*** Raw data Section Begins ***

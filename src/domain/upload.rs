//! Upload candidates and the client-side file policy.
//!
//! A candidate is gated here before any network activity takes place.

use std::path::Path;
use std::sync::Arc;

use serde::Serialize;

/// Maximum accepted upload size (10 MiB).
pub const MAX_UPLOAD_BYTES: u64 = 10 * 1024 * 1024;

/// Reasons a selected file is refused before submission.
#[derive(Debug, Clone, Copy, PartialEq, Eq, thiserror::Error)]
pub enum ValidationError {
    #[error("Please select a valid image file")]
    NotAnImage,

    #[error("File size must be less than 10MB")]
    TooLarge,
}

/// Check a file's declared MIME type and size against the upload policy.
///
/// # Errors
/// `NotAnImage` unless the MIME type starts with `image/`, `TooLarge` when the
/// size exceeds [`MAX_UPLOAD_BYTES`]. The type check runs first.
pub fn validate(mime_type: &str, size_bytes: u64) -> Result<(), ValidationError> {
    if !mime_type.starts_with("image/") {
        return Err(ValidationError::NotAnImage);
    }
    if size_bytes > MAX_UPLOAD_BYTES {
        return Err(ValidationError::TooLarge);
    }
    Ok(())
}

/// A file the user selected for analysis.
#[derive(Debug, Clone, Serialize)]
pub struct UploadCandidate {
    pub file_name: String,
    pub mime_type: String,
    pub size_bytes: u64,

    /// Raw file content. Shared so a submission ticket can hold it cheaply.
    #[serde(skip)]
    pub content: Arc<[u8]>,
}

impl UploadCandidate {
    /// Build a candidate from in-memory bytes.
    #[must_use]
    pub fn new(file_name: impl Into<String>, mime_type: impl Into<String>, content: Vec<u8>) -> Self {
        let size_bytes = content.len() as u64;
        Self {
            file_name: file_name.into(),
            mime_type: mime_type.into(),
            size_bytes,
            content: content.into(),
        }
    }

    /// Load a candidate from disk.
    ///
    /// The MIME type is guessed from the extension and the policy is checked
    /// against file metadata, so oversized or non-image files are never read.
    ///
    /// # Errors
    /// Returns a validation error for refused files and an IO error when the
    /// file cannot be inspected or read.
    pub fn from_path(path: &Path) -> crate::Result<Self> {
        let metadata = std::fs::metadata(path)?;
        if !metadata.is_file() {
            return Err(crate::MedlensError::Io(std::io::Error::new(
                std::io::ErrorKind::InvalidInput,
                format!("{} is not a regular file", path.display()),
            )));
        }

        let mime_type = mime_guess::from_path(path)
            .first_raw()
            .unwrap_or("application/octet-stream")
            .to_string();

        validate(&mime_type, metadata.len())?;

        let content = std::fs::read(path)?;
        let file_name = path
            .file_name()
            .map(|n| n.to_string_lossy().into_owned())
            .unwrap_or_default();

        Ok(Self::new(file_name, mime_type, content))
    }

    /// Run the upload policy against this candidate.
    ///
    /// # Errors
    /// See [`validate`].
    pub fn validate(&self) -> Result<(), ValidationError> {
        validate(&self.mime_type, self.size_bytes)
    }

    /// Size in megabytes with two decimals, e.g. `"4.77 MB"`.
    #[must_use]
    pub fn size_label(&self) -> String {
        format!("{:.2} MB", self.size_bytes as f64 / 1024.0 / 1024.0)
    }
}

/// Locally generated handle for the selected file's preview.
#[derive(Debug, Clone, PartialEq, Eq, Serialize)]
pub struct Preview {
    /// Opaque `preview://` reference, unique per selection.
    pub reference: String,
    pub file_name: String,
    pub size_label: String,
}

impl Preview {
    /// Create a fresh preview for a candidate.
    #[must_use]
    pub fn for_candidate(candidate: &UploadCandidate) -> Self {
        Self {
            reference: format!("preview://{}", uuid_v4()),
            file_name: candidate.file_name.clone(),
            size_label: candidate.size_label(),
        }
    }
}

/// Generate a random UUID v4 using a CSPRNG seeded from OS entropy.
fn uuid_v4() -> String {
    use rand::Rng;
    use rand::SeedableRng;
    use rand_chacha::ChaCha20Rng;

    let mut rng = ChaCha20Rng::from_entropy();
    let bytes: [u8; 16] = rng.gen();

    format!(
        "{:02x}{:02x}{:02x}{:02x}-{:02x}{:02x}-{:02x}{:02x}-{:02x}{:02x}-{:02x}{:02x}{:02x}{:02x}{:02x}{:02x}",
        bytes[0], bytes[1], bytes[2], bytes[3],
        bytes[4], bytes[5],
        (bytes[6] & 0x0f) | 0x40, bytes[7],
        (bytes[8] & 0x3f) | 0x80, bytes[9],
        bytes[10], bytes[11], bytes[12], bytes[13], bytes[14], bytes[15]
    )
}

#[cfg(test)]
mod tests {
    use super::*;
    use std::io::Write;

    #[test]
    fn test_accepts_images_up_to_limit() {
        assert_eq!(validate("image/jpeg", 5 * 1024 * 1024), Ok(()));
        assert_eq!(validate("image/png", MAX_UPLOAD_BYTES), Ok(()));
        assert_eq!(validate("image/tiff", 0), Ok(()));
    }

    #[test]
    fn test_rejects_non_images() {
        for mime in ["application/pdf", "text/plain", "", "IMAGE/PNG", "application/dicom"] {
            assert_eq!(validate(mime, 10), Err(ValidationError::NotAnImage), "{mime}");
        }
    }

    #[test]
    fn test_rejects_oversized() {
        assert_eq!(
            validate("image/jpeg", MAX_UPLOAD_BYTES + 1),
            Err(ValidationError::TooLarge)
        );
    }

    #[test]
    fn test_type_checked_before_size() {
        assert_eq!(
            validate("video/mp4", MAX_UPLOAD_BYTES * 4),
            Err(ValidationError::NotAnImage)
        );
    }

    #[test]
    fn test_error_messages() {
        assert_eq!(
            ValidationError::NotAnImage.to_string(),
            "Please select a valid image file"
        );
        assert_eq!(
            ValidationError::TooLarge.to_string(),
            "File size must be less than 10MB"
        );
    }

    #[test]
    fn test_size_label() {
        let candidate = UploadCandidate::new("scan.jpg", "image/jpeg", vec![0u8; 5 * 1024 * 1024]);
        assert_eq!(candidate.size_label(), "5.00 MB");
        assert_eq!(candidate.size_bytes, 5 * 1024 * 1024);
    }

    #[test]
    fn test_from_path_reads_image() {
        let dir = tempfile::tempdir().expect("tempdir");
        let path = dir.path().join("brain_mri.png");
        let mut file = std::fs::File::create(&path).expect("create");
        file.write_all(&[0x89, b'P', b'N', b'G']).expect("write");

        let candidate = UploadCandidate::from_path(&path).expect("should load");
        assert_eq!(candidate.file_name, "brain_mri.png");
        assert_eq!(candidate.mime_type, "image/png");
        assert_eq!(candidate.size_bytes, 4);
        assert_eq!(&candidate.content[..], &[0x89, b'P', b'N', b'G']);
    }

    #[test]
    fn test_from_path_refuses_non_image() {
        let dir = tempfile::tempdir().expect("tempdir");
        let path = dir.path().join("notes.txt");
        std::fs::write(&path, b"hello").expect("write");

        let err = UploadCandidate::from_path(&path).unwrap_err();
        assert!(matches!(
            err,
            crate::MedlensError::Validation(ValidationError::NotAnImage)
        ));
    }

    #[test]
    fn test_from_path_missing_file() {
        let err = UploadCandidate::from_path(Path::new("/nonexistent/scan.jpg")).unwrap_err();
        assert!(matches!(err, crate::MedlensError::Io(_)));
    }

    #[test]
    fn test_preview_references_are_unique() {
        let candidate = UploadCandidate::new("ct.jpg", "image/jpeg", vec![1, 2, 3]);
        let a = Preview::for_candidate(&candidate);
        let b = Preview::for_candidate(&candidate);
        assert_ne!(a.reference, b.reference);
        assert!(a.reference.starts_with("preview://"));
        assert_eq!(a.reference.len(), "preview://".len() + 36);
        assert_eq!(a.file_name, "ct.jpg");
    }
}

*** Raw data Section Ends ***

- Aim of the task -
Copy out the material above in full so that every line matches the original.

- Task output -
filename src/domain/upload.rs
//! Upload candidates and the client-side file policy.
//!
//! A candidate is gated here before any network activity takes place.

use std::path::Path;
use std::sync::Arc;

use serde::Serialize;

/// Maximum accepted upload size (10 MiB).
pub const MAX_UPLOAD_BYTES: u64 = 10 * 1024 * 1024;

/// Reasons a selected file is refused before submission.
#[derive(Debug, Clone, Copy, PartialEq, Eq, thiserror::Error)]
pub enum ValidationError {
    #[error("Please select a valid image file")]
    NotAnImage,

    #[error("File size must be less than 10MB")]
    TooLarge,
}

/// Check a file's declared MIME type and size against the upload policy.
///
/// # Errors
/// `NotAnImage` unless the MIME type starts with `image/`, `TooLarge` when the
/// size exceeds [`MAX_UPLOAD_BYTES`]. The type check runs first.
pub fn validate(mime_type: &str, size_bytes: u64) -> Result<(), ValidationError> {
    if !mime_type.starts_with("image/") {
        return Err(ValidationError::NotAnImage);
    }
    if size_bytes > MAX_UPLOAD_BYTES {
        return Err(ValidationError::TooLarge);
    }
    Ok(())
}

/// A file the user selected for analysis.
#[derive(Debug, Clone, Serialize)]
pub struct UploadCandidate {
    pub file_name: String,
    pub mime_type: String,
    pub size_bytes: u64,

    /// Raw file content. Shared so a submission ticket can hold it cheaply.
    #[serde(skip)]
    pub content: Arc<[u8]>,
}

impl UploadCandidate {
    /// Build a candidate from in-memory bytes.
    #[must_use]
    pub fn new(file_name: impl Into<String>, mime_type: impl Into<String>, content: Vec<u8>) -> Self {
        let size_bytes = content.len() as u64;
        Self {
            file_name: file_name.into(),
            mime_type: mime_type.into(),
            size_bytes,
            content: content.into(),
        }
    }

    /// Load a candidate from disk.
    ///
    /// The MIME type is guessed from the extension and the policy is checked
    /// against file metadata, so oversized or non-image files are never read.
    ///
    /// # Errors
    /// Returns a validation error for refused files and an IO error when the
    /// file cannot be inspected or read.
    pub fn from_path(path: &Path) -> crate::Result<Self> {
        let metadata = std::fs::metadata(path)?;
        if !metadata.is_file() {
            return Err(crate::MedlensError::Io(std::io::Error::new(
                std::io::ErrorKind::InvalidInput,
                format!("{} is not a regular file", path.display()),
            )));
        }

        let mime_type = mime_guess::from_path(path)
            .first_raw()
            .unwrap_or("application/octet-stream")
            .to_string();

        validate(&mime_type, metadata.len())?;

        let content = std::fs::read(path)?;
        let file_name = path
            .file_name()
            .map(|n| n.to_string_lossy().into_owned())
            .unwrap_or_default();

        Ok(Self::new(file_name, mime_type, content))
    }

    /// Run the upload policy against this candidate.
    ///
    /// # Errors
    /// See [`validate`].
    pub fn validate(&self) -> Result<(), ValidationError> {
        validate(&self.mime_type, self.size_bytes)
    }

    /// Size in megabytes with two decimals, e.g. `"4.77 MB"`.
    #[must_use]
    pub fn size_label(&self) -> String {
        format!("{:.2} MB", self.size_bytes as f64 / 1024.0 / 1024.0)
    }
}

/// Locally generated handle for the selected file's preview.
#[derive(Debug, Clone, PartialEq, Eq, Serialize)]
pub struct Preview {
    /// Opaque `preview://` reference, unique per selection.
    pub reference: String,
    pub file_name: String,
    pub size_label: String,
}

impl Preview {
    /// Create a fresh preview for a candidate.
    #[must_use]
    pub fn for_candidate(candidate: &UploadCandidate) -> Self {
        Self {
            reference: format!("preview://{}", uuid_v4()),
            file_name: candidate.file_name.clone(),
            size_label: candidate.size_label(),
        }
    }
}

/// Generate a random UUID v4 using a CSPRNG seeded from OS entropy.
fn uuid_v4() -> String {
    use rand::Rng;
    use rand::SeedableRng;
    use rand_chacha::ChaCha20Rng;

    let mut rng = ChaCha20Rng::from_entropy();
    let bytes: [u8; 16] = rng.gen();

    format!(
        "{:02x}{:02x}{:02x}{:02x}-{:02x}{:02x}-{:02x}{:02x}-{:02x}{:02x}-{:02x}{:02x}{:02x}{:02x}{:02x}{:02x}",
        bytes[0], bytes[1], bytes[2], bytes[3],
        bytes[4], bytes[5],
        (bytes[6] & 0x0f) | 0x40, bytes[7],
        (bytes[8] & 0x3f) | 0x80, bytes[9],
        bytes[10], bytes[11], bytes[12], bytes[13], bytes[14], bytes[15]
    )
}

#[cfg(test)]
mod tests {
    use super::*;
    use std::io::Write;

    #[test]
    fn test_accepts_images_up_to_limit() {
        assert_eq!(validate("image/jpeg", 5 * 1024 * 1024), Ok(()));
        assert_eq!(validate("image/png", MAX_UPLOAD_BYTES), Ok(()));
        assert_eq!(validate("image/tiff", 0), Ok(()));
    }

    #[test]
    fn test_rejects_non_images() {
        for mime in ["application/pdf", "text/plain", "", "IMAGE/PNG", "application/dicom"] {
            assert_eq!(validate(mime, 10), Err(ValidationError::NotAnImage), "{mime}");
        }
    }

    #[test]
    fn test_rejects_oversized() {
        assert_eq!(
            validate("image/jpeg", MAX_UPLOAD_BYTES + 1),
            Err(ValidationError::TooLarge)
        );
    }

    #[test]
    fn test_type_checked_before_size() {
        assert_eq!(
            validate("video/mp4", MAX_UPLOAD_BYTES * 4),
            Err(ValidationError::NotAnImage)
        );
    }

    #[test]
    fn test_error_messages() {
        assert_eq!(
            ValidationError::NotAnImage.to_string(),
            "Please select a valid image file"
        );
        assert_eq!(
            ValidationError::TooLarge.to_string(),
            "File size must be less than 10MB"
        );
    }

    #[test]
    fn test_size_label() {
        let candidate = UploadCandidate::new("scan.jpg", "image/jpeg", vec![0u8; 5 * 1024 * 1024]);
        assert_eq!(candidate.size_label(), "5.00 MB");
        assert_eq!(candidate.size_bytes, 5 * 1024 * 1024);
    }

    #[test]
    fn test_from_path_reads_image() {
        let dir = tempfile::tempdir().expect("tempdir");
        let path = dir.path().join("brain_mri.png");
        let mut file = std::fs::File::create(&path).expect("create");
        file.write_all(&[0x89, b'P', b'N', b'G']).expect("write");

        let candidate = UploadCandidate::from_path(&path).expect("should load");
        assert_eq!(candidate.file_name, "brain_mri.png");
        assert_eq!(candidate.mime_type, "image/png");
        assert_eq!(candidate.size_bytes, 4);
        assert_eq!(&candidate.content[..], &[0x89, b'P', b'N', b'G']);
    }

    #[test]
    fn test_from_path_refuses_non_image() {
        let dir = tempfile::tempdir().expect("tempdir");
        let path = dir.path().join("notes.txt");
        std::fs::write(&path, b"hello").expect("write");

        let err = UploadCandidate::from_path(&path).unwrap_err();
        assert!(matches!(
            err,
            crate::MedlensError::Validation(ValidationError::NotAnImage)
        ));
    }

    #[test]
    fn test_from_path_missing_file() {
        let err = UploadCandidate::from_path(Path::new("/nonexistent/scan.jpg")).unwrap_err();
        assert!(matches!(err, crate::MedlensError::Io(_)));
    }

    #[test]
    fn test_preview_references_are_unique() {
        let candidate = UploadCandidate::new("ct.jpg", "image/jpeg", vec![1, 2, 3]);
        let a = Preview::for_candidate(&candidate);
        let b = Preview::for_candidate(&candidate);
        assert_ne!(a.reference, b.reference);
        assert!(a.reference.starts_with("preview://"));
        assert_eq!(a.reference.len(), "preview://".len() + 36);
        assert_eq!(a.file_name, "ct.jpg");
    }
}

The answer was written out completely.